● EXERCISE REQUIREMENTS
If a line in the material below has the word "Clone", copy it.

● PROVIDED DATA
•••
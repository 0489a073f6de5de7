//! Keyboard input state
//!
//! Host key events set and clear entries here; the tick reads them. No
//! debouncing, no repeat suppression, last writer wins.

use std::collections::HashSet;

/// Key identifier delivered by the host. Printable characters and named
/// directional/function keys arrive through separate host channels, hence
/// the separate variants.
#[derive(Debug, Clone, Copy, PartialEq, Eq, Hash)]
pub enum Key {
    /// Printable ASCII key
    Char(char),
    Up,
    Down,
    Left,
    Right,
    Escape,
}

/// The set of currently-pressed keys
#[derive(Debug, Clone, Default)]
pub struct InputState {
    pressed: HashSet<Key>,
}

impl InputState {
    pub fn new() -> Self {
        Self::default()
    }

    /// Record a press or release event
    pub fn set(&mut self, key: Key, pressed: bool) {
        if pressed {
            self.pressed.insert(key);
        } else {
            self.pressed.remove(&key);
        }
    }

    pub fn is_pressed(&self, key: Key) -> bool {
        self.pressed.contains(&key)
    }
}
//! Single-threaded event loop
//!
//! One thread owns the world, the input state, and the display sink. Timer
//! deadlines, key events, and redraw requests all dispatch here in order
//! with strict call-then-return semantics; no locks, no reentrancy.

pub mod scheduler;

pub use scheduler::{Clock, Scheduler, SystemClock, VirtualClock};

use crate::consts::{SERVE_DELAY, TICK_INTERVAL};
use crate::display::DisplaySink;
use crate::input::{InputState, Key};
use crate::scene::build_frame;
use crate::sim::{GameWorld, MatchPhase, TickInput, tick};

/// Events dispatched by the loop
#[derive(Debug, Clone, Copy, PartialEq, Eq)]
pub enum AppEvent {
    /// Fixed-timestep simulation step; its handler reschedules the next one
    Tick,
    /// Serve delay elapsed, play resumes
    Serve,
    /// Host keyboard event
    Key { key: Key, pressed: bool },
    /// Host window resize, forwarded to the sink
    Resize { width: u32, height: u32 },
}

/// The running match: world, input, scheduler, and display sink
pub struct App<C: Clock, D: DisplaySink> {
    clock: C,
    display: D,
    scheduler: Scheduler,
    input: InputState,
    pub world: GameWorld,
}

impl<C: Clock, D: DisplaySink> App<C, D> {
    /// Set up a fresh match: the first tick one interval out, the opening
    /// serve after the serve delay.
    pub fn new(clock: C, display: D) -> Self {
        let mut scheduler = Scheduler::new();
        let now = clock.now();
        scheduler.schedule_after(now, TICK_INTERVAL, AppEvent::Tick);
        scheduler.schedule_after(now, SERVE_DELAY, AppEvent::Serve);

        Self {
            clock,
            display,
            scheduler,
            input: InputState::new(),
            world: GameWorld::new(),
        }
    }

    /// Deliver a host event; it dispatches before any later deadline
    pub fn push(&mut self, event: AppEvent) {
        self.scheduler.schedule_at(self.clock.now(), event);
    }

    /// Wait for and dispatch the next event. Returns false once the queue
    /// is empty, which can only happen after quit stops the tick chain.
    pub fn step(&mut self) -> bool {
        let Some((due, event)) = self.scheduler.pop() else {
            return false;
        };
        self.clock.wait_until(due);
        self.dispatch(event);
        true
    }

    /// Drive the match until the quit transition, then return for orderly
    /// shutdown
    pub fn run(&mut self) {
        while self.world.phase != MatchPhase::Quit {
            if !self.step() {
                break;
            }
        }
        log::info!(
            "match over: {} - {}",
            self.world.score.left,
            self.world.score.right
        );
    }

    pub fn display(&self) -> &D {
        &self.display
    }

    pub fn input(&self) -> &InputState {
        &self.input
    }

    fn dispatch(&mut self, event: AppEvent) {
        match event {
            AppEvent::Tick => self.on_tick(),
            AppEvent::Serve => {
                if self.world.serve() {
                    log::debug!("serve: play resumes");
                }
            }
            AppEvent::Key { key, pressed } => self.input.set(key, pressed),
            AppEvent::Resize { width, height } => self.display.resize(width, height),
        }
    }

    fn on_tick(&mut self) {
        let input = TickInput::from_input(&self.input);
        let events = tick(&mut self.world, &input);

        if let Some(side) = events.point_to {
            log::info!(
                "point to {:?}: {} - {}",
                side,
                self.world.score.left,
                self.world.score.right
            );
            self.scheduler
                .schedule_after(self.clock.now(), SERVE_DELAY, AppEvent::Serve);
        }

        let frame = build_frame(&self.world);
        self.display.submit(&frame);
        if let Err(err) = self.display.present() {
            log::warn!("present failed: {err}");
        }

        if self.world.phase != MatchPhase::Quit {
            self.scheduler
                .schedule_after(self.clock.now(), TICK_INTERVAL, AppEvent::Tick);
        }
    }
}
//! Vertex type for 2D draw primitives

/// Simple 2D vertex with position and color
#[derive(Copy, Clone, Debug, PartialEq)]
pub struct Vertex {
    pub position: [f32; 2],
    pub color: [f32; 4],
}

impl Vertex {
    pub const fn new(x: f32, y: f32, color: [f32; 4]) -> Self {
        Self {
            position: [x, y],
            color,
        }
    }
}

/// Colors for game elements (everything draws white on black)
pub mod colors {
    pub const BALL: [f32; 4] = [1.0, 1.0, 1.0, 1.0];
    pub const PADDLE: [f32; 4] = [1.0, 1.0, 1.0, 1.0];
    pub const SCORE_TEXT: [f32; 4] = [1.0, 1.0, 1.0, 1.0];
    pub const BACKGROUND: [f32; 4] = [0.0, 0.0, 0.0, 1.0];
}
•••
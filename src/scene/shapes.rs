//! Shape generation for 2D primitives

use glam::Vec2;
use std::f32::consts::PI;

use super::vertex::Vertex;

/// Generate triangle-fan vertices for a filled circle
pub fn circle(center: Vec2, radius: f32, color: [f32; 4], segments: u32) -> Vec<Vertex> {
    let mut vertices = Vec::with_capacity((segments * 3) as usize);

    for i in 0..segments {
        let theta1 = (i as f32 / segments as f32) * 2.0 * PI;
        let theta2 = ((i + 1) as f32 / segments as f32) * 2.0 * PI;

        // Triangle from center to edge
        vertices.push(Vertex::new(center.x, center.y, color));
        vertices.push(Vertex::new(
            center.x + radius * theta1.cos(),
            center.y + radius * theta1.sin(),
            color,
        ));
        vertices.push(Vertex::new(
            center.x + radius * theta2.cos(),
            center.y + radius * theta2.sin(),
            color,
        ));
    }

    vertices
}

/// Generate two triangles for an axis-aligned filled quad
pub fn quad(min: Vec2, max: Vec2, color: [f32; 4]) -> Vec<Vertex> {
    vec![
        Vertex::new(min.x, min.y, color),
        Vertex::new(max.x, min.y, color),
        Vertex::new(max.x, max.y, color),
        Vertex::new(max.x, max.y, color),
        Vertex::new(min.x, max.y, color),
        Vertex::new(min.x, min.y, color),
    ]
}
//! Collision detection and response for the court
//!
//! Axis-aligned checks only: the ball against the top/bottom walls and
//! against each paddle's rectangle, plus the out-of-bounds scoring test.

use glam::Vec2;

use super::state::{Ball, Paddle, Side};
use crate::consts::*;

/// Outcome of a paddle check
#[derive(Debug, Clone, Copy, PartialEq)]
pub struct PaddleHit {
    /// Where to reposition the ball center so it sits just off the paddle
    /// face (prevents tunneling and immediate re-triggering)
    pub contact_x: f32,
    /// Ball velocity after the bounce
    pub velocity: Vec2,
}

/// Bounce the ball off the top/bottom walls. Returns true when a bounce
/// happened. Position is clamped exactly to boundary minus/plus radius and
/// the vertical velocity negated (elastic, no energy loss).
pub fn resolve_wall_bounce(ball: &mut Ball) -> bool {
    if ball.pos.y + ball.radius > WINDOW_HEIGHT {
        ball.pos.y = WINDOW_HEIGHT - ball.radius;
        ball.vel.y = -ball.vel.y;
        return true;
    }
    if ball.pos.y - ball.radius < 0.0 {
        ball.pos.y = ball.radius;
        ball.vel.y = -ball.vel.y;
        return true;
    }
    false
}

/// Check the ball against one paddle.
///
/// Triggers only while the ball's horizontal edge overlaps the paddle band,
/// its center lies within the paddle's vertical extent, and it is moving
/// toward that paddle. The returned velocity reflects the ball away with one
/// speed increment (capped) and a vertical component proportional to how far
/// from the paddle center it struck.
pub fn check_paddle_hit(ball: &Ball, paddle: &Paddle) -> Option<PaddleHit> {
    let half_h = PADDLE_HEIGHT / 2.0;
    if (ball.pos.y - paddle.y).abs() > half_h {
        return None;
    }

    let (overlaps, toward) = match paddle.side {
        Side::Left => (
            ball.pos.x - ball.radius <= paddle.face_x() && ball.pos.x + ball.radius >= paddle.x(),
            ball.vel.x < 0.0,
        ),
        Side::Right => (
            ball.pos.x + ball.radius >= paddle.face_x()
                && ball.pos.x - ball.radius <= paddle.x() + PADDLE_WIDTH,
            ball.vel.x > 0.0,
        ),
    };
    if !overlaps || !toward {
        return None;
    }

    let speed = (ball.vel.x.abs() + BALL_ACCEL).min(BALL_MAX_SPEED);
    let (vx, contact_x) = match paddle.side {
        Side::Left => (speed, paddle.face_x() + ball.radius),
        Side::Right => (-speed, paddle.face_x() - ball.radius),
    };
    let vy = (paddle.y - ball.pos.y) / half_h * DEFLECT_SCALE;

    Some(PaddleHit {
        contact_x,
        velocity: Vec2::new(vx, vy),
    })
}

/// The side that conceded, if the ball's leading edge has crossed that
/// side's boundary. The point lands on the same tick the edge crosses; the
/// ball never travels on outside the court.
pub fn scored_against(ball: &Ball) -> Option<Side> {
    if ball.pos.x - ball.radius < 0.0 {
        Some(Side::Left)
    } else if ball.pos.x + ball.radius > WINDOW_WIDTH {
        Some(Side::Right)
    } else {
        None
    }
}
•••
● TASK ANSWER
#[derive(Debug, Clone, Copy, PartialEq, Eq, Hash)]
#[derive(Debug, Clone, Default)]
#[derive(Debug, Clone, Copy, PartialEq, Eq)]
#[derive(Copy, Clone, Debug, PartialEq)]
#[derive(Debug, Clone, Copy, PartialEq)]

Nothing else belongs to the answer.